INFORMATION SUPPLIED Start Marker

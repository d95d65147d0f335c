use std::io;

use android_sms_gateway::{Client, Message};

fn required_env(name: &str) -> Result<String, io::Error> {
    std::env::var(name).map_err(|_| {
        io::Error::new(
            io::ErrorKind::InvalidInput,
            format!("{name} environment variable is required"),
        )
    })
}

#[tokio::main]
async fn main() -> Result<(), Box<dyn std::error::Error>> {
    pretty_env_logger::init();

    let login = required_env("ASG_LOGIN")?;
    let password = required_env("ASG_PASSWORD")?;
    let phone = required_env("ASG_PHONE")?;
    let text = std::env::var("ASG_MESSAGE")
        .unwrap_or_else(|_| "Hello from the android-sms-gateway demo.".to_owned());

    let mut builder = Client::builder(login, password);
    if let Ok(base_url) = std::env::var("ASG_BASE_URL") {
        builder = builder.base_url(base_url);
    }
    let client = builder.build()?;

    let state = client.send(&Message::new(text, vec![phone])).await?;
    println!("id: {}, state: {:?}", state.id, state.state);
    for recipient in &state.recipients {
        println!("  {}: {:?}", recipient.phone_number, recipient.state);
    }

    Ok(())
}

INFORMATION SUPPLIED End Marker

_AIM OF THE EXERCISE_: When a line in the material above includes "text", report that line by copying it.

_SOLVED EXERCISE_:
    let text = std::env::var("ASG_MESSAGE")
    let state = client.send(&Message::new(text, vec![phone])).await?;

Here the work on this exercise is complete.